Under a kind of Android platform the most according to claim 2 based on attribute study and interaction feedback image ONLINE RECOGNITION, Search method, it is characterised in that the realization of described attribute learning method includes: first for one attributive classification of each attribute setup Device, will have the sample characteristics input attributive classification device of certain attribute, train attributive classification device with this, obtain sample and attribute it Between mapping relations；In conjunction with the mapping relations between attribute and classification, obtain the relation between sample and classification；

Specifically by sample x_tInput convolutional neural networks obtains preferred feature, preferred feature inputs each attributive classification device and obtains Sample x_tThere is attribute a₁, a₂..., a_kPosterior probability, then combine attribute classification mapping relations table according to Bayesian formula Obtain the posterior probability of classification, carry out the classification belonging to judgment sample according to the sequence of posterior probability.
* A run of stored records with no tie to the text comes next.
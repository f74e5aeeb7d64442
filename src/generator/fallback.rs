//! 兜底数据生成：没有数据源给出可用数据时，合成一份看起来合理的产品记录

use rand::Rng;
use serde::{Deserialize, Serialize};
use std::collections::BTreeMap;

use crate::types::product::ProductRecord;

/// 产品类别
#[derive(Debug, Clone, Copy, PartialEq, Eq)]
pub enum ProductCategory {
    Phone,
    Laptop,
    Generic,
}

impl std::fmt::Display for ProductCategory {
    fn fmt(&self, f: &mut std::fmt::Formatter<'_>) -> std::fmt::Result {
        match self {
            ProductCategory::Phone => write!(f, "phone"),
            ProductCategory::Laptop => write!(f, "laptop"),
            ProductCategory::Generic => write!(f, "generic"),
        }
    }
}

/// 单个类别的合成规则
#[derive(Debug, Clone, PartialEq, Serialize, Deserialize)]
pub struct CategoryPolicy {
    /// 名称中包含任一关键词（忽略大小写）即归入该类别
    #[serde(default)]
    pub keywords: Vec<String>,
    #[serde(default)]
    pub features: Vec<String>,
    /// 价格整数部分的取值范围（含两端）
    #[serde(default)]
    pub min_price: u32,
    #[serde(default)]
    pub max_price: u32,
    #[serde(default)]
    pub specifications: BTreeMap<String, String>,
    /// 描述模板，`{name}` 会被替换为产品名称
    #[serde(default)]
    pub description: String,
}

/// 兜底数据策略
///
/// 关键词与取值范围只是经验值，可以通过配置文件的 `[fallback]` 表覆盖。
#[derive(Debug, Clone, PartialEq, Serialize, Deserialize)]
pub struct FallbackPolicy {
    #[serde(default = "CategoryPolicy::phone")]
    pub phone: CategoryPolicy,
    #[serde(default = "CategoryPolicy::laptop")]
    pub laptop: CategoryPolicy,
    #[serde(default = "CategoryPolicy::generic")]
    pub generic: CategoryPolicy,
    /// 评分范围，保留一位小数
    #[serde(default = "default_min_rating")]
    pub min_rating: f64,
    #[serde(default = "default_max_rating")]
    pub max_rating: f64,
    #[serde(default = "default_availability")]
    pub availability: String,
}

fn default_min_rating() -> f64 {
    3.5
}

fn default_max_rating() -> f64 {
    5.0
}

fn default_availability() -> String {
    "Check retailer for availability".to_string()
}

fn string_vec(items: &[&str]) -> Vec<String> {
    items.iter().map(|s| s.to_string()).collect()
}

fn string_map(items: &[(&str, &str)]) -> BTreeMap<String, String> {
    items
        .iter()
        .map(|(k, v)| (k.to_string(), v.to_string()))
        .collect()
}

impl CategoryPolicy {
    pub fn phone() -> Self {
        Self {
            keywords: string_vec(&[
                "phone",
                "iphone",
                "galaxy",
                "pixel",
                "oneplus",
                "xiaomi",
                "motorola",
                "smartphone",
            ]),
            features: string_vec(&[
                "5G connectivity",
                "Multi-lens camera system",
                "High refresh rate OLED display",
                "Fast wired and wireless charging",
                "Water and dust resistance",
                "Face and fingerprint unlock",
            ]),
            min_price: 599,
            max_price: 1299,
            specifications: string_map(&[
                ("Type", "Smartphone"),
                ("Display", "6.1 - 6.8 inch OLED"),
                ("Storage", "128GB - 1TB"),
                ("Camera", "Multi-lens rear camera"),
                ("Battery", "All-day battery"),
                ("Connectivity", "5G, Wi-Fi, Bluetooth, NFC"),
            ]),
            description: "{name} is a modern smartphone offering a high-quality display, a capable camera system and all-day battery life.".to_string(),
        }
    }

    pub fn laptop() -> Self {
        Self {
            keywords: string_vec(&[
                "laptop",
                "macbook",
                "notebook",
                "thinkpad",
                "chromebook",
                "ultrabook",
                "xps",
                "zenbook",
            ]),
            features: string_vec(&[
                "Multi-core processor",
                "High-resolution display",
                "Backlit keyboard",
                "Long battery life",
                "Fast SSD storage",
                "USB-C / Thunderbolt ports",
            ]),
            min_price: 799,
            max_price: 2499,
            specifications: string_map(&[
                ("Type", "Laptop"),
                ("Display", "13 - 16 inch"),
                ("Memory", "8GB - 32GB RAM"),
                ("Storage", "256GB - 2TB SSD"),
                ("Battery", "Up to 18 hours"),
                ("Weight", "1.2 - 2.5 kg"),
            ]),
            description: "{name} is a portable computer built for productivity, combining a sharp display with solid performance and battery life.".to_string(),
        }
    }

    pub fn generic() -> Self {
        Self {
            keywords: Vec::new(),
            features: string_vec(&[
                "Reliable build quality",
                "User-friendly design",
                "Good value for money",
                "Manufacturer warranty",
            ]),
            min_price: 49,
            max_price: 499,
            specifications: string_map(&[
                ("Type", "General Product"),
                ("Warranty", "1 year limited"),
                ("Condition", "New"),
            ]),
            description: "{name} is a well-regarded product in its category.".to_string(),
        }
    }
}

impl Default for FallbackPolicy {
    fn default() -> Self {
        Self {
            phone: CategoryPolicy::phone(),
            laptop: CategoryPolicy::laptop(),
            generic: CategoryPolicy::generic(),
            min_rating: default_min_rating(),
            max_rating: default_max_rating(),
            availability: default_availability(),
        }
    }
}

/// 兜底数据生成器
#[derive(Debug, Clone, Default)]
pub struct FallbackGenerator {
    policy: FallbackPolicy,
}

impl FallbackGenerator {
    pub fn new(policy: FallbackPolicy) -> Self {
        Self { policy }
    }

    pub fn policy(&self) -> &FallbackPolicy {
        &self.policy
    }

    /// 按关键词把名称归类，手机优先于笔记本
    pub fn classify(&self, name: &str) -> ProductCategory {
        let lowered = name.to_lowercase();
        let matches = |policy: &CategoryPolicy| {
            policy
                .keywords
                .iter()
                .filter(|k| !k.trim().is_empty())
                .any(|k| lowered.contains(&k.to_lowercase()))
        };

        if matches(&self.policy.phone) {
            ProductCategory::Phone
        } else if matches(&self.policy.laptop) {
            ProductCategory::Laptop
        } else {
            ProductCategory::Generic
        }
    }

    pub fn category_policy(&self, category: ProductCategory) -> &CategoryPolicy {
        match category {
            ProductCategory::Phone => &self.policy.phone,
            ProductCategory::Laptop => &self.policy.laptop,
            ProductCategory::Generic => &self.policy.generic,
        }
    }

    /// 使用线程本地随机数生成
    pub fn generate(&self, name: &str) -> ProductRecord {
        self.generate_with(name, &mut rand::rng())
    }

    /// 使用指定随机数源生成，便于测试时固定种子
    pub fn generate_with<R: Rng>(&self, name: &str, rng: &mut R) -> ProductRecord {
        let category = self.classify(name);
        let policy = self.category_policy(category);

        let low = policy.min_price.min(policy.max_price);
        let high = policy.min_price.max(policy.max_price);
        let price = rng.random_range(low..=high);

        // 以十分位整数取值，保证恰好一位小数
        let rating_low = (self.policy.min_rating.min(self.policy.max_rating) * 10.0).round() as u32;
        let rating_high =
            (self.policy.min_rating.max(self.policy.max_rating) * 10.0).round() as u32;
        let tenths = rng.random_range(rating_low..=rating_high);

        ProductRecord {
            name: name.to_string(),
            price: Some(format!("${}.99", price)),
            rating: Some(format!("{:.1}/5 (estimated)", tenths as f64 / 10.0)),
            description: Some(policy.description.replace("{name}", name)),
            availability: Some(self.policy.availability.clone()),
            features: policy.features.clone(),
            images: Vec::new(),
            specifications: policy.specifications.clone(),
        }
    }
}

#[cfg(test)]
mod tests {
    use super::*;
    use rand::SeedableRng;
    use rand::rngs::StdRng;

    fn price_value(record: &ProductRecord) -> u32 {
        let price = record.price.as_deref().unwrap();
        assert!(price.starts_with('$'));
        assert!(price.ends_with(".99"));
        price
            .trim_start_matches('$')
            .trim_end_matches(".99")
            .parse()
            .unwrap()
    }

    #[test]
    fn test_classify() {
        let generator = FallbackGenerator::default();
        assert_eq!(generator.classify("iPhone 15 Pro"), ProductCategory::Phone);
        assert_eq!(
            generator.classify("Samsung Galaxy S24 Ultra"),
            ProductCategory::Phone
        );
        assert_eq!(
            generator.classify("Apple MacBook Air M3"),
            ProductCategory::Laptop
        );
        assert_eq!(
            generator.classify("Dyson V15 Detect Vacuum"),
            ProductCategory::Generic
        );
        assert_eq!(generator.classify(""), ProductCategory::Generic);
    }

    #[test]
    fn test_phone_record() {
        let generator = FallbackGenerator::default();
        let record = generator.generate("Google Pixel 9");

        assert_eq!(record.name, "Google Pixel 9");
        assert_eq!(
            record.specifications.get("Type").map(String::as_str),
            Some("Smartphone")
        );
        assert_eq!(record.features, CategoryPolicy::phone().features);
        assert!(record.description.unwrap().contains("Google Pixel 9"));
        assert!(record.images.is_empty());
    }

    #[test]
    fn test_values_stay_in_range() {
        let generator = FallbackGenerator::default();
        let mut rng = StdRng::seed_from_u64(7);

        for _ in 0..200 {
            let record = generator.generate_with("Dell XPS 13 laptop", &mut rng);
            let price = price_value(&record);
            assert!((799..=2499).contains(&price));

            let rating = record.rating.unwrap();
            assert!(rating.ends_with("/5 (estimated)"));
            let value: f64 = rating.split('/').next().unwrap().parse().unwrap();
            assert!((3.5..=5.0).contains(&value));
            assert_eq!(rating.split('/').next().unwrap().split('.').nth(1).unwrap().len(), 1);
        }
    }

    #[test]
    fn test_seeded_generation_is_reproducible() {
        let generator = FallbackGenerator::default();
        let a = generator.generate_with("Kindle", &mut StdRng::seed_from_u64(42));
        let b = generator.generate_with("Kindle", &mut StdRng::seed_from_u64(42));
        assert_eq!(a, b);
    }

    #[test]
    fn test_inverted_ranges_do_not_panic() {
        let policy = FallbackPolicy {
            generic: CategoryPolicy {
                min_price: 500,
                max_price: 100,
                ..CategoryPolicy::generic()
            },
            min_rating: 4.8,
            max_rating: 4.2,
            ..Default::default()
        };
        let generator = FallbackGenerator::new(policy);
        let record = generator.generate_with("Desk lamp", &mut StdRng::seed_from_u64(1));
        assert!((100..=500).contains(&price_value(&record)));
    }

    #[test]
    fn test_custom_keywords() {
        let policy = FallbackPolicy {
            laptop: CategoryPolicy {
                keywords: vec!["surface".to_string()],
                ..CategoryPolicy::laptop()
            },
            ..Default::default()
        };
        let generator = FallbackGenerator::new(policy);
        assert_eq!(
            generator.classify("Microsoft Surface Pro"),
            ProductCategory::Laptop
        );
        assert_eq!(generator.classify("ThinkPad X1"), ProductCategory::Generic);
    }
}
Under a kind of Android platform the most according to claim 3 based on attribute study and interaction feedback image ONLINE RECOGNITION, Search method, it is characterised in that described attribute classification mapping relations table is the sample being counted by training data and having certain attribute The ratio belonging to certain classification in Ben obtains.

Under a kind of Android platform the most according to claim 2 based on attribute study and interaction feedback image ONLINE RECOGNITION, Search method, it is characterised in that in described attribute learning process, the determination method of property set is to belong to based on mutual machine excavation Property method, comprises the steps:

1st step: producing candidate attribute a from low-level image feature space, this candidate attribute a must have can improve existing attribute The collection A classification capacity to classification Y；

2nd step: submit this candidate attribute a to user, be named；If this attribute does not have the property named, then abandon this candidate and belong to Property, go to the 1st step；If this attribute has the property named, then name, and this candidate attribute is incorporated to former property set A=A ∪ A, forms new property set A；

3rd step: utilize new property set A and sample to carry out re-training grader h；

4th step: when required attribute number reaches given amount, stop algorithm, otherwise go to the 1st step.

Under a kind of Android platform the most according to claim 5 based on attribute study and interaction feedback image ONLINE RECOGNITION, Search method, it is characterised in that the production method of described candidate attribute comprises the steps:

1st step: utilize existing property set A that training sample is carried out the classification of classification Y, i.e. grader h:A → Y；

2nd step: calculating the current confusion matrix of grader h, the value of confusion matrix represents that classification i is classified device and is labeled as classification j Sample size；Confusion matrix also can regard incidence matrix based on classification connection figure entirely as, when two different category associations Property illustrates that its confusion is strong time strong；

3rd step: split by the normalization of graph theory, former classification collection is divided into two or more cluster；

4th step: each cluster is a subset in former classification space, it represents under current attribute collection, obscuring between classification Degree；

5th step: use largest interval clustering procedure, by nothing supervision iteration searching one in the case of current existing cluster, makes Classification obtains the hyperplane being spaced further apart；

6th step: mapped by this hyperplane and produce a new candidate attribute.